FIG 5.

M. tuberculosis TrpE amino acid sequence, Trp binding site motifs, and location of IPA–fluoro-anthranilate double-resistant missense mutations. (A) Amino acid sequence of the N-terminal half of TrpE. The allosteric Trp binding motif LLESX₁₀S is indicated by the gray background. Residues involved directly in subunit association are underlined. Arg65 in the X₁₀ loop of the Trp allosteric binding motif, forming a hydrogen bond with His170, is marked by a blue arrow. Positions of the IPA and fluoro-anthranilate double-resistance mutations identified in this work are indicated in red. The Phe68Ile mutation site identified by Zhang et al. is indicated in green (12). (B) View of the TrpE dimer interface. The two monomers are colored yellow and orange, respectively.

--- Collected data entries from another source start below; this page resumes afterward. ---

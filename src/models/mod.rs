//! Shared models for the order-sync WebSocket protocol.
//!
//! Contains the wire envelope, message type definitions, the client role
//! declaration, and the payloads exchanged during the authentication
//! handshake and the kitchen acknowledgment protocol.

pub mod catalog;
pub mod order;

use serde::{Deserialize, Serialize};

use crate::models::order::{OrderStatus, deserialize_id};

/// Message types carried in the [`Envelope`] `type` field.
///
/// Unknown wire names are deliberately not represented here: the router
/// logs and drops them so that new server message types never crash old
/// clients.
#[derive(Debug, Clone, Copy, PartialEq, Eq)]
pub enum MessageType {
    /// A newly created order, broadcast to kitchen and waiter clients.
    OrderNew,
    /// Alias for [`MessageType::OrderNew`] sent on the kitchen fan-out path.
    KitchenOrder,
    /// An updated order snapshot, or a lightweight `{order_id, status}` patch.
    OrderUpdate,
    /// An order was cancelled; clients mark it locally and schedule removal.
    OrderCancelled,
    /// Client→server status transition command.
    KitchenUpdate,
    /// Client→server acknowledgment that the kitchen received an order.
    KitchenAck,
    /// Server→client confirmation that a kitchen ack was recorded.
    KitchenAckResult,
    /// Client→server authentication handshake opener.
    Authenticate,
    /// Server→client handshake reply carrying the assigned client id.
    AuthResponse,
    /// Liveness signal; updates connection health and is otherwise ignored.
    Heartbeat,
}

impl MessageType {
    /// Returns the wire-format type name.
    pub fn as_str(&self) -> &'static str {
        match self {
            MessageType::OrderNew => "order_new",
            MessageType::KitchenOrder => "kitchen_order",
            MessageType::OrderUpdate => "order_update",
            MessageType::OrderCancelled => "order_cancelled",
            MessageType::KitchenUpdate => "kitchen_update",
            MessageType::KitchenAck => "kitchen_ack",
            MessageType::KitchenAckResult => "kitchen_ack_result",
            MessageType::Authenticate => "authenticate",
            MessageType::AuthResponse => "auth_response",
            MessageType::Heartbeat => "heartbeat",
        }
    }

    /// Parses a wire-format type name, `None` for unknown types.
    pub fn parse(s: &str) -> Option<Self> {
        match s {
            "order_new" => Some(MessageType::OrderNew),
            "kitchen_order" => Some(MessageType::KitchenOrder),
            "order_update" => Some(MessageType::OrderUpdate),
            "order_cancelled" => Some(MessageType::OrderCancelled),
            "kitchen_update" => Some(MessageType::KitchenUpdate),
            "kitchen_ack" => Some(MessageType::KitchenAck),
            "kitchen_ack_result" => Some(MessageType::KitchenAckResult),
            "authenticate" => Some(MessageType::Authenticate),
            "auth_response" => Some(MessageType::AuthResponse),
            "heartbeat" => Some(MessageType::Heartbeat),
            _ => None,
        }
    }
}

/// The role a client declares when connecting, used by the server to route
/// role-appropriate messages (`/ws?type=<role>`).
#[derive(Debug, Clone, Copy, PartialEq, Eq)]
pub enum ClientRole {
    Pos,
    Kitchen,
    Waiter,
}

impl ClientRole {
    /// Returns the wire-format role name used in the `type` query parameter.
    pub fn as_str(&self) -> &'static str {
        match self {
            ClientRole::Pos => "pos",
            ClientRole::Kitchen => "kitchen",
            ClientRole::Waiter => "waiter",
        }
    }

    /// Parses a role name, `None` for unknown roles.
    pub fn parse(s: &str) -> Option<Self> {
        match s {
            "pos" => Some(ClientRole::Pos),
            "kitchen" => Some(ClientRole::Kitchen),
            "waiter" => Some(ClientRole::Waiter),
            _ => None,
        }
    }
}

/// Wire message envelope exchanged over the WebSocket in both directions.
#[derive(Debug, Serialize, Deserialize)]
pub struct Envelope {
    #[serde(rename = "type")]
    pub tpe: String,
    #[serde(default, skip_serializing_if = "Option::is_none")]
    pub client_id: Option<String>,
    #[serde(default)]
    pub timestamp: String,
    #[serde(default)]
    pub data: serde_json::Value,
}

impl Envelope {
    /// Builds a client→server command envelope with the current timestamp.
    ///
    /// # Errors
    ///
    /// Returns [`ComandaError::Json`](crate::ComandaError::Json) if the
    /// payload cannot be serialized.
    pub fn command<T: Serialize>(tpe: MessageType, data: &T) -> crate::Result<Self> {
        Ok(Self {
            tpe: tpe.as_str().to_string(),
            client_id: None,
            timestamp: chrono::Utc::now().to_rfc3339(),
            data: serde_json::to_value(data)?,
        })
    }
}

/// Payload of an `authenticate` handshake message.
#[derive(Debug, Serialize)]
pub struct AuthenticateData {
    pub token: String,
}

/// Payload of an `auth_response` handshake reply.
#[derive(Debug, Deserialize)]
pub struct AuthResponseData {
    pub success: bool,
    #[serde(default)]
    pub client_id: Option<String>,
    #[serde(default)]
    pub message: Option<String>,
}

/// Payload of a `kitchen_update` status transition command.
#[derive(Debug, Serialize)]
pub struct KitchenUpdateData {
    pub order_id: String,
    pub status: OrderStatus,
    pub time: String,
}

/// Payload of a `kitchen_ack` acknowledgment command.
#[derive(Debug, Serialize, Deserialize)]
pub struct KitchenAckData {
    #[serde(deserialize_with = "deserialize_id")]
    pub order_id: String,
    pub order_number: String,
}

/// Payload of a `kitchen_ack_result` confirmation.
#[derive(Debug, Deserialize)]
pub struct KitchenAckResultData {
    #[serde(deserialize_with = "deserialize_id")]
    pub order_id: String,
    #[serde(default)]
    pub order_number: String,
    pub acknowledged: bool,
}

/// Payload of an `order_cancelled` broadcast.
#[derive(Debug, Deserialize)]
pub struct OrderCancelledData {
    #[serde(deserialize_with = "deserialize_id")]
    pub id: String,
}

/// Lightweight `order_update` payload carrying only a status transition.
#[derive(Debug, Deserialize)]
pub struct StatusPatchData {
    #[serde(deserialize_with = "deserialize_id")]
    pub order_id: String,
    pub status: OrderStatus,
}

Hydrogen bonds are shown as black dashed lines. The amino groups of His170/His170′ form hydrogen bonds with the carbonyl groups of Arg65/Arg65′ (the N···O distance is 2.81 Å). His170 and His170′ interact via pi-pi stacking. Structure and motif annotations are according to Bashiri and colleagues (15). (C) Location and nature of IPA–fluoro-anthranilate double-resistance-conferring missense mutations. *, mutants were selected on fluoro-anthranilate-containing agar. Other mutants were selected on IPA-containing agar. #, mutations identified in M. bovis BCG. Other mutations were derived from M. tuberculosis. The TrpE amino acid sequences of M. bovis BCG and M. tuberculosis are identical.